§ AIM OF THE TASK: Please print the entries below exactly, from the line with "self.entries.clear();" through the line with "pub fn scroll(&mut", including both of those lines and leaving out all others.

§ DATA EXTRACT:

//! The step-description log and its browsing cursor.
//!
//! Every feedback message appends one entry. The cursor follows the latest
//! entry until the user navigates away from it; any navigation back to the
//! bottom resumes following. Out-of-range moves clamp, they never fail.

use gaitlink_core::snapshot::NavState;

/// Wheel units per scroll step: deltas arrive in eighths of a degree and a
/// standard notch is 15 degrees.
const WHEEL_DELTA_PER_STEP: i32 = 8 * 15;

/// Append-only description history with a clamped browsing cursor.
#[derive(Debug, Default)]
pub struct DescriptionHistory {
    entries: Vec<String>,
    cursor: usize,
    away_from_latest: bool,
}

impl DescriptionHistory {
    pub fn new() -> Self {
        DescriptionHistory::default()
    }

    /// Append an entry. While the user has not navigated away, the cursor
    /// stays pinned to the latest entry.
    pub fn append(&mut self, entry: impl Into<String>) {
        self.entries.push(entry.into());
        if !self.away_from_latest {
            self.cursor = self.entries.len() - 1;
        }
    }

    /// Drop all entries and resume following the latest.
    pub fn clear(&mut self) {
        self.entries.clear();
        self.cursor = 0;
        self.away_from_latest = false;
    }

    /// Jump to the oldest entry.
    pub fn go_top(&mut self) {
        self.move_to(0);
    }

    /// Move one entry older.
    pub fn go_up(&mut self) {
        self.move_to(self.cursor.saturating_sub(1));
    }

    /// Move one entry newer.
    pub fn go_down(&mut self) {
        self.move_to(self.cursor.saturating_add(1));
    }

    /// Jump to the latest entry.
    pub fn go_bottom(&mut self) {
        self.move_to(self.entries.len().saturating_sub(1));
    }

    /// Apply a raw wheel delta: positive deltas scroll toward older entries.
    pub fn scroll(&mut self, delta: i32) {
        let steps = delta / WHEEL_DELTA_PER_STEP;
        let target = self.cursor as i64 - steps as i64;
        self.move_to(target.max(0) as usize);
    }

    fn move_to(&mut self, target: usize) {
        if self.entries.is_empty() {
            return;
        }
        self.cursor = target.min(self.entries.len() - 1);
        self.away_from_latest = self.cursor != self.entries.len() - 1;
    }

    /// The entry under the cursor, empty before any feedback.
    pub fn current(&self) -> &str {
        self.entries
            .get(self.cursor)
            .map(String::as_str)
            .unwrap_or("")
    }

    pub fn cursor(&self) -> usize {
        self.cursor
    }

    pub fn len(&self) -> usize {
        self.entries.len()
    }

    pub fn is_empty(&self) -> bool {
        self.entries.is_empty()
    }

    /// Which navigation controls would do anything right now.
    pub fn nav_state(&self) -> NavState {
        if self.entries.is_empty() {
            return NavState::default();
        }
        let at_top = self.cursor == 0;
        let at_bottom = self.cursor == self.entries.len() - 1;
        NavState {
            top_enabled: !at_top,
            up_enabled: !at_top,
            down_enabled: !at_bottom,
            bottom_enabled: !at_bottom,
        }
    }
}

#[cfg(test)]
mod tests {
    use super::*;

    fn filled(n: usize) -> DescriptionHistory {
        let mut history = DescriptionHistory::new();
        for i in 0..n {
            history.append(format!("step {i}"));
        }
        history
    }

    #[test]
    fn cursor_follows_latest_until_user_navigates_away() {
        let mut history = filled(3);
        assert_eq!(history.cursor(), 2);

        history.append("step 3");
        assert_eq!(history.cursor(), 3, "following the latest entry");

        history.go_up();
        history.append("step 4");
        assert_eq!(history.cursor(), 2, "navigated away, no force-scroll");

        history.go_bottom();
        history.append("step 5");
        assert_eq!(history.cursor(), history.len() - 1, "following again");
    }

    #[test]
    fn up_from_the_first_entry_stays_at_zero() {
        let mut history = filled(2);
        history.go_top();
        assert_eq!(history.cursor(), 0);
        history.go_up();
        assert_eq!(history.cursor(), 0);
    }

    #[test]
    fn down_past_the_last_entry_clamps() {
        let mut history = filled(2);
        history.go_down();
        assert_eq!(history.cursor(), 1);
        // Ending at the bottom resumes following.
        history.append("more");
        assert_eq!(history.cursor(), 2);
    }

    #[test]
    fn navigation_on_empty_history_is_a_no_op() {
        let mut history = DescriptionHistory::new();
        history.go_top();
        history.go_up();
        history.go_down();
        history.go_bottom();
        history.scroll(-360);
        assert_eq!(history.cursor(), 0);
        assert_eq!(history.current(), "");
        assert_eq!(history.nav_state(), NavState::default());
    }

    #[test]
    fn wheel_deltas_convert_to_whole_steps() {
        let mut history = filled(10);
        assert_eq!(history.cursor(), 9);

        // One notch up (away from the user) moves one entry older.
        history.scroll(120);
        assert_eq!(history.cursor(), 8);

        // Three notches down move three entries newer, clamped.
        history.scroll(-360);
        assert_eq!(history.cursor(), 9);

        // Less than a notch does nothing.
        history.scroll(60);
        assert_eq!(history.cursor(), 9);

        // A huge scroll up clamps at the top.
        history.scroll(120 * 30);
        assert_eq!(history.cursor(), 0);
    }

    #[test]
    fn nav_state_disables_controls_at_the_boundaries() {
        let mut history = filled(3);
        let nav = history.nav_state();
        assert!(nav.top_enabled && nav.up_enabled);
        assert!(!nav.down_enabled && !nav.bottom_enabled);

        history.go_top();
        let nav = history.nav_state();
        assert!(!nav.top_enabled && !nav.up_enabled);
        assert!(nav.down_enabled && nav.bottom_enabled);

        let mut single = filled(1);
        single.go_bottom();
        assert_eq!(single.nav_state(), NavState::default());
    }

    #[test]
    fn clear_resumes_following() {
        let mut history = filled(5);
        history.go_top();
        history.clear();
        assert!(history.is_empty());
        history.append("fresh");
        assert_eq!(history.cursor(), 0);
        assert_eq!(history.current(), "fresh");
    }
}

§ RESPONSE:
        self.entries.clear();
        self.cursor = 0;
        self.away_from_latest = false;
    }

    /// Jump to the oldest entry.
    pub fn go_top(&mut self) {
        self.move_to(0);
    }

    /// Move one entry older.
    pub fn go_up(&mut self) {
        self.move_to(self.cursor.saturating_sub(1));
    }

    /// Move one entry newer.
    pub fn go_down(&mut self) {
        self.move_to(self.cursor.saturating_add(1));
    }

    /// Jump to the latest entry.
    pub fn go_bottom(&mut self) {
        self.move_to(self.entries.len().saturating_sub(1));
    }

    /// Apply a raw wheel delta: positive deltas scroll toward older entries.
    pub fn scroll(&mut self, delta: i32) {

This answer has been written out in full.